_WHAT IS BEING ASKED:_
Give back the lines of the records exactly, starting at the first and ending at the one with "impl From<MovieDetails> for".

Saved entries:
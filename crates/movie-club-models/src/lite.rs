use serde::{Deserialize, Serialize};

use crate::movie::{Movie, MovieDetails, MovieResponse};

/// Reduced movie record for list/grid views. Derived, recomputed on every
/// fetch, never persisted.
#[derive(Debug, Clone, Serialize, Deserialize, PartialEq)]
pub struct LiteMovie {
    pub id: u64,
    pub title: String,
    pub poster_path: Option<String>,
    pub vote_average: f64,
}

impl From<Movie> for LiteMovie {
    fn from(movie: Movie) -> Self {
        Self {
            id: movie.id,
            title: movie.title,
            poster_path: movie.poster_path,
            vote_average: movie.vote_average,
        }
    }
}

impl From<MovieDetails> for LiteMovie {
    fn from(details: MovieDetails) -> Self {
        details.movie.into()
    }
}

#[derive(Debug, Clone, Serialize, Deserialize, PartialEq)]
pub struct LiteMovieResponse {
    pub page: u32,
    pub results: Vec<LiteMovie>,
    pub total_pages: u32,
    pub total_results: u32,
}

impl From<MovieResponse> for LiteMovieResponse {
    fn from(response: MovieResponse) -> Self {
        Self {
            page: response.page,
            results: response.results.into_iter().map(LiteMovie::from).collect(),
            total_pages: response.total_pages,
            total_results: response.total_results,
        }
    }
}
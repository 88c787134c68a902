use anyhow::Result;
use std::path::{Path, PathBuf};

/// Get the container base path from environment variable, defaulting to "/app"
pub fn container_base_path() -> PathBuf {
    std::env::var("CINECIRCLE_BASE_PATH")
        .map(PathBuf::from)
        .unwrap_or_else(|_| PathBuf::from("/app"))
}

pub struct PathManager {
    config_dir: PathBuf,
    data_dir: PathBuf,
    log_dir: PathBuf,
}

impl PathManager {
    pub fn new() -> Result<Self> {
        let base_dir = dirs::config_dir()
            .ok_or_else(|| anyhow::anyhow!("Could not determine config directory"))?
            .join("cinecircle");

        Ok(Self {
            config_dir: base_dir.clone(),
            data_dir: base_dir.join("data"),
            log_dir: base_dir.join("logs"),
        })
    }

    pub fn from_docker_env() -> Self {
        let base = container_base_path();
        // In containers, config files sit at the base level with data/logs
        // in subdirs
        Self {
            config_dir: base.clone(),
            data_dir: base.join("data"),
            log_dir: base.join("logs"),
        }
    }

    /// Rooted at an explicit directory; used by tests and the
    /// `--data-dir`-style overrides.
    pub fn rooted_at(base: impl Into<PathBuf>) -> Self {
        let base = base.into();
        Self {
            config_dir: base.clone(),
            data_dir: base.join("data"),
            log_dir: base.join("logs"),
        }
    }

    pub fn config_dir(&self) -> &Path {
        &self.config_dir
    }

    pub fn data_dir(&self) -> &Path {
        &self.data_dir
    }

    pub fn log_dir(&self) -> &Path {
        &self.log_dir
    }

    /// Directory holding the document collections (users.json,
    /// reviews.json).
    pub fn store_dir(&self) -> PathBuf {
        self.data_dir.join("store")
    }

    pub fn config_file(&self) -> PathBuf {
        self.config_dir.join("config.toml")
    }

    pub fn credentials_file(&self) -> PathBuf {
        self.config_dir.join("credentials.toml")
    }

    pub fn log_file(&self) -> PathBuf {
        self.log_dir.join("cinecircle.log")
    }

    pub fn ensure_directories(&self) -> Result<()> {
        std::fs::create_dir_all(&self.config_dir)?;
        std::fs::create_dir_all(&self.data_dir)?;
        std::fs::create_dir_all(&self.log_dir)?;
        std::fs::create_dir_all(self.store_dir())?;
        Ok(())
    }
}

impl Default for PathManager {
    fn default() -> Self {
        // Presence of the container base directory indicates Docker
        let base = container_base_path();
        if base.exists() {
            return Self::from_docker_env();
        }

        // Otherwise, platform-specific paths (~/.config/cinecircle on Linux)
        Self::new().unwrap_or_else(|_| Self::from_docker_env())
    }
}

#[cfg(test)]
mod tests {
    use super::*;

    #[test]
    fn test_rooted_layout() {
        let paths = PathManager::rooted_at("/tmp/cc-test");
        assert_eq!(paths.config_file(), PathBuf::from("/tmp/cc-test/config.toml"));
        assert_eq!(paths.store_dir(), PathBuf::from("/tmp/cc-test/data/store"));
        assert_eq!(paths.log_file(), PathBuf::from("/tmp/cc-test/logs/cinecircle.log"));
    }

    #[test]
    fn test_ensure_directories() {
        let dir = tempfile::tempdir().unwrap();
        let paths = PathManager::rooted_at(dir.path());
        paths.ensure_directories().unwrap();
        assert!(paths.store_dir().is_dir());
        assert!(paths.log_dir().is_dir());
    }
}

_EXPECTED ANSWER:_
filename crates/movie-club-models/src/lite.rs
use serde::{Deserialize, Serialize};

use crate::movie::{Movie, MovieDetails, MovieResponse};

/// Reduced movie record for list/grid views. Derived, recomputed on every
/// fetch, never persisted.
#[derive(Debug, Clone, Serialize, Deserialize, PartialEq)]
pub struct LiteMovie {
    pub id: u64,
    pub title: String,
    pub poster_path: Option<String>,
    pub vote_average: f64,
}

impl From<Movie> for LiteMovie {
    fn from(movie: Movie) -> Self {
        Self {
            id: movie.id,
            title: movie.title,
            poster_path: movie.poster_path,
            vote_average: movie.vote_average,
        }
    }
}

impl From<MovieDetails> for LiteMovie {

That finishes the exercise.